In the first few weeks of the class, the TA will then use one of the two texts to demonstrate one way to diagram the relationships of ideas in a text (one week hierarchical diagrams, another week flow charts, another week concept maps).  The students will then individually create this type of diagram for the other text they've been analyzing, and hand this in.  In later weeks the TA demonstration won't be needed, and the students can diagram the text in any way they like.  The TAs will mark the diagrams out of 2 points (1 for any attempt, 2 for something good), and return them to the students at the next class..

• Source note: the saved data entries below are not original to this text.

#[cfg(test)]
mod tests {
    use super::*;
    use crate::root::ProjectRoot;
    use crate::security::PathGuard;
    use tempfile::TempDir;

    fn setup() -> (TempDir, ProjectRoot) {
        let temp = TempDir::new().unwrap();
        let root = ProjectRoot::new(temp.path()).unwrap();
        (temp, root)
    }

    fn guarded(root: &ProjectRoot, raw: &str) -> GuardedPath {
        PathGuard::new(root).resolve(raw).unwrap()
    }

    #[test]
    fn test_write_dry_run_creates_nothing() {
        let (_temp, root) = setup();
        let target = guarded(&root, "notes/a.txt");

        let outcome = MutationGate::default()
            .write(&target, "hello", GateMode::DryRun, true)
            .unwrap();

        assert!(matches!(
            outcome,
            MutationOutcome::Pending {
                mode: GateMode::DryRun,
                effect: PendingEffect::Write {
                    chars: 5,
                    bytes: 5,
                    overwrites: false
                },
                ..
            }
        ));
        assert!(!root.path().join("notes").exists());
    }

    #[test]
    fn test_write_apply_creates_parents() {
        let (_temp, root) = setup();
        let target = guarded(&root, "notes/a.txt");

        let outcome = MutationGate::default()
            .write(&target, "hello", GateMode::Apply, true)
            .unwrap();

        assert_eq!(
            fs::read_to_string(root.path().join("notes/a.txt")).unwrap(),
            "hello"
        );
        assert!(matches!(
            outcome,
            MutationOutcome::Written {
                chars: 5,
                created: true,
                ..
            }
        ));
    }

    #[test]
    fn test_write_counts_chars_not_bytes() {
        let (_temp, root) = setup();
        let target = guarded(&root, "u.txt");

        let outcome = MutationGate::default()
            .write(&target, "héllo", GateMode::Apply, true)
            .unwrap();
        assert!(matches!(outcome, MutationOutcome::Written { chars: 5, .. }));
    }

    #[test]
    fn test_write_overwrite_refused() {
        let (_temp, root) = setup();
        fs::write(root.path().join("keep.txt"), "original").unwrap();
        let target = guarded(&root, "keep.txt");
        let gate = MutationGate::default();

        for mode in [GateMode::Apply, GateMode::DryRun, GateMode::Preview] {
            let result = gate.write(&target, "new", mode, false);
            assert!(matches!(result, Err(ToolError::OverwriteRefused(_))));
        }
        assert_eq!(
            fs::read_to_string(root.path().join("keep.txt")).unwrap(),
            "original"
        );
    }

    #[test]
    fn test_write_overwrite_default_allowed() {
        let (_temp, root) = setup();
        fs::write(root.path().join("f.txt"), "old").unwrap();
        let target = guarded(&root, "f.txt");

        let outcome = MutationGate::default()
            .write(&target, "new", GateMode::Apply, true)
            .unwrap();
        assert!(matches!(outcome, MutationOutcome::Written { created: false, .. }));
        assert_eq!(fs::read_to_string(root.path().join("f.txt")).unwrap(), "new");
    }

    #[test]
    fn test_write_to_directory_refused() {
        let (_temp, root) = setup();
        fs::create_dir(root.path().join("dir")).unwrap();
        let target = guarded(&root, "dir");

        let result = MutationGate::default().write(&target, "x", GateMode::Apply, true);
        assert!(matches!(result, Err(ToolError::NotAFile(_))));
    }

    #[test]
    fn test_append_dry_run_and_apply() {
        let (_temp, root) = setup();
        fs::write(root.path().join("log.txt"), "one\n").unwrap();
        let target = guarded(&root, "log.txt");
        let gate = MutationGate::default();

        gate.append(&target, "two\n", GateMode::DryRun).unwrap();
        assert_eq!(fs::read_to_string(root.path().join("log.txt")).unwrap(), "one\n");

        let outcome = gate.append(&target, "two\n", GateMode::Apply).unwrap();
        assert!(matches!(outcome, MutationOutcome::Appended { chars: 4, .. }));
        assert_eq!(
            fs::read_to_string(root.path().join("log.txt")).unwrap(),
            "one\ntwo\n"
        );
    }

    #[test]
    fn test_search_replace_apply() {
        let (_temp, root) = setup();
        fs::write(root.path().join("f.txt"), "foo bar foo").unwrap();
        let target = guarded(&root, "f.txt");

        let outcome = MutationGate::default()
            .search_replace(&target, "foo", "baz", GateMode::Apply)
            .unwrap();

        assert!(matches!(outcome, MutationOutcome::Replaced { count: 2, .. }));
        assert_eq!(fs::read_to_string(root.path().join("f.txt")).unwrap(), "baz bar baz");
    }

    #[test]
    fn test_search_replace_preview_is_pure() {
        let (_temp, root) = setup();
        fs::write(root.path().join("f.txt"), "foo bar foo").unwrap();
        let target = guarded(&root, "f.txt");

        let outcome = MutationGate::default()
            .search_replace(&target, "foo", "baz", GateMode::Preview)
            .unwrap();

        match outcome {
            MutationOutcome::Pending {
                mode: GateMode::Preview,
                effect:
                    PendingEffect::Replace {
                        count,
                        before,
                        after,
                        ..
                    },
                ..
            } => {
                assert_eq!(count, 2);
                assert_eq!(before, "foo bar foo");
                assert_eq!(after, "baz bar baz");
            }
            other => panic!("unexpected outcome: {:?}", other),
        }
        assert_eq!(fs::read_to_string(root.path().join("f.txt")).unwrap(), "foo bar foo");
    }

    #[test]
    fn test_search_replace_no_matches_in_every_mode() {
        let (_temp, root) = setup();
        fs::write(root.path().join("f.txt"), "foo bar foo").unwrap();
        let target = guarded(&root, "f.txt");
        let gate = MutationGate::default();

        for mode in [GateMode::Apply, GateMode::DryRun, GateMode::Preview] {
            let outcome = gate.search_replace(&target, "qux", "baz", mode).unwrap();
            assert!(matches!(outcome, MutationOutcome::NoMatches { .. }));
        }
        assert_eq!(fs::read_to_string(root.path().join("f.txt")).unwrap(), "foo bar foo");
    }

    #[test]
    fn test_search_replace_empty_term_refused() {
        let (_temp, root) = setup();
        fs::write(root.path().join("f.txt"), "abc").unwrap();
        let target = guarded(&root, "f.txt");

        let result = MutationGate::default().search_replace(&target, "", "x", GateMode::Apply);
        assert!(matches!(result, Err(ToolError::InvalidArgument(_))));
    }

    #[test]
    fn test_search_replace_missing_file() {
        let (_temp, root) = setup();
        let target = guarded(&root, "missing.txt");

        let result = MutationGate::default().search_replace(&target, "a", "b", GateMode::Apply);
        assert!(matches!(result, Err(ToolError::NotFound(_))));
    }

    #[test]
    fn test_preview_excerpt_is_bounded() {
        let (_temp, root) = setup();
        fs::write(root.path().join("long.txt"), "a".repeat(5000)).unwrap();
        let target = guarded(&root, "long.txt");

        let outcome = MutationGate::new(100)
            .search_replace(&target, "a", "b", GateMode::DryRun)
            .unwrap();
        match outcome {
            MutationOutcome::Pending {
                effect: PendingEffect::Replace { before, after, count, .. },
                ..
            } => {
                assert_eq!(count, 5000);
                assert_eq!(before.chars().count(), 100);
                assert_eq!(after, "b".repeat(100));
            }
            other => panic!("unexpected outcome: {:?}", other),
        }
    }

    #[test]
    fn test_regex_replace_with_groups_and_flags() {
        let (_temp, root) = setup();
        fs::write(root.path().join("v.txt"), "Version 1.2\nversion 3.4\n").unwrap();
        let target = guarded(&root, "v.txt");

        let outcome = MutationGate::default()
            .regex_replace(&target, r"^version (\d+)\.(\d+)$", "v$1-$2", "im", GateMode::Apply)
            .unwrap();

        assert!(matches!(
            outcome,
            MutationOutcome::Replaced {
                kind: ReplaceKind::Regex,
                count: 2,
                ..
            }
        ));
        assert_eq!(fs::read_to_string(root.path().join("v.txt")).unwrap(), "v1-2\nv3-4\n");
    }

    #[test]
    fn test_regex_no_matches() {
        let (_temp, root) = setup();
        fs::write(root.path().join("f.txt"), "hello").unwrap();
        let target = guarded(&root, "f.txt");

        let outcome = MutationGate::default()
            .regex_replace(&target, r"\d+", "N", "", GateMode::Apply)
            .unwrap();
        assert!(matches!(outcome, MutationOutcome::NoMatches { .. }));
    }

    #[test]
    fn test_regex_invalid_pattern_and_flag() {
        let (_temp, root) = setup();
        fs::write(root.path().join("f.txt"), "hello").unwrap();
        let target = guarded(&root, "f.txt");
        let gate = MutationGate::default();

        let result = gate.regex_replace(&target, "(unclosed", "x", "", GateMode::Apply);
        assert!(matches!(result, Err(ToolError::InvalidPattern(_))));

        let result = gate.regex_replace(&target, "h", "x", "q", GateMode::Apply);
        assert!(matches!(result, Err(ToolError::InvalidArgument(_))));
        assert_eq!(fs::read_to_string(root.path().join("f.txt")).unwrap(), "hello");
    }

    #[test]
    fn test_regex_dot_matches_newline_flag() {
        let (_temp, root) = setup();
        fs::write(root.path().join("f.txt"), "<a>\n</a>").unwrap();
        let target = guarded(&root, "f.txt");
        let gate = MutationGate::default();

        let without = gate.regex_replace(&target, "<a>.*</a>", "X", "", GateMode::DryRun).unwrap();
        assert!(matches!(without, MutationOutcome::NoMatches { .. }));

        let with = gate.regex_replace(&target, "<a>.*</a>", "X", "s", GateMode::Apply).unwrap();
        assert!(with.applied());
        assert_eq!(fs::read_to_string(root.path().join("f.txt")).unwrap(), "X");
    }
}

My pedagogy expert and I considered ways to let the students also look over what other students had done.  We didn't decide on anything, but later I came up with something that might be good.  The TA could hand the marked diagrams to random students (not to their authors).  Each student gets a minute to look over the diagram they've been handed before finding its author and giving it back to them.  This will be an ice-breaker, a minute of chaos that will get students talking and help them meet each other.  If we wanted to designate the pairs or groups that will discuss the new assigned text (rather than letting students pick their friends), returning the diagrams could also assemble the groups  - each report could be given to another member of the designated group.  One other possibility we discussed was having the TA choose one diagram from each tutorial and give photocopies to all the students.

Because the students should see this text-analysis process as valuable and non-threatening, the TAs should be comfortable leading it.  In the weekly TA meeting we'll prepare them by going over the readings with them, pointing out ways to help students develop their ideas.  We'll also show them how to teach the diagram-creating activity.  We'll make sure they know how to do the marking very quickly, without worrying about details.

A note about the problem solving part of the tutorials:  We've developed a complex genetics problem for each tutorial.  Students get the introductory information and one or two relatively simple questions ahead of time, and are expected to hand in the answer(s) at the start of the tutorial.  After the text-analysis, they spend the rest of the tutorial working through this problem in groups (mostly at the chalkboards) and discussing the answers to the questions it poses.  Finally the chalkboards are erased and the students are given a sheet with one or two of these questions, which they answer and hand in.  As with the text-analysis activity, the TAs are given lots of preparation for this problem-solving activity and for grading the answers (again 1 point for any attempt, 2 for a good answer).  The intent is that the TA meeting will fully prepare the TAs for their tutorials, and that the grading will not take more than one hour for each tutorial.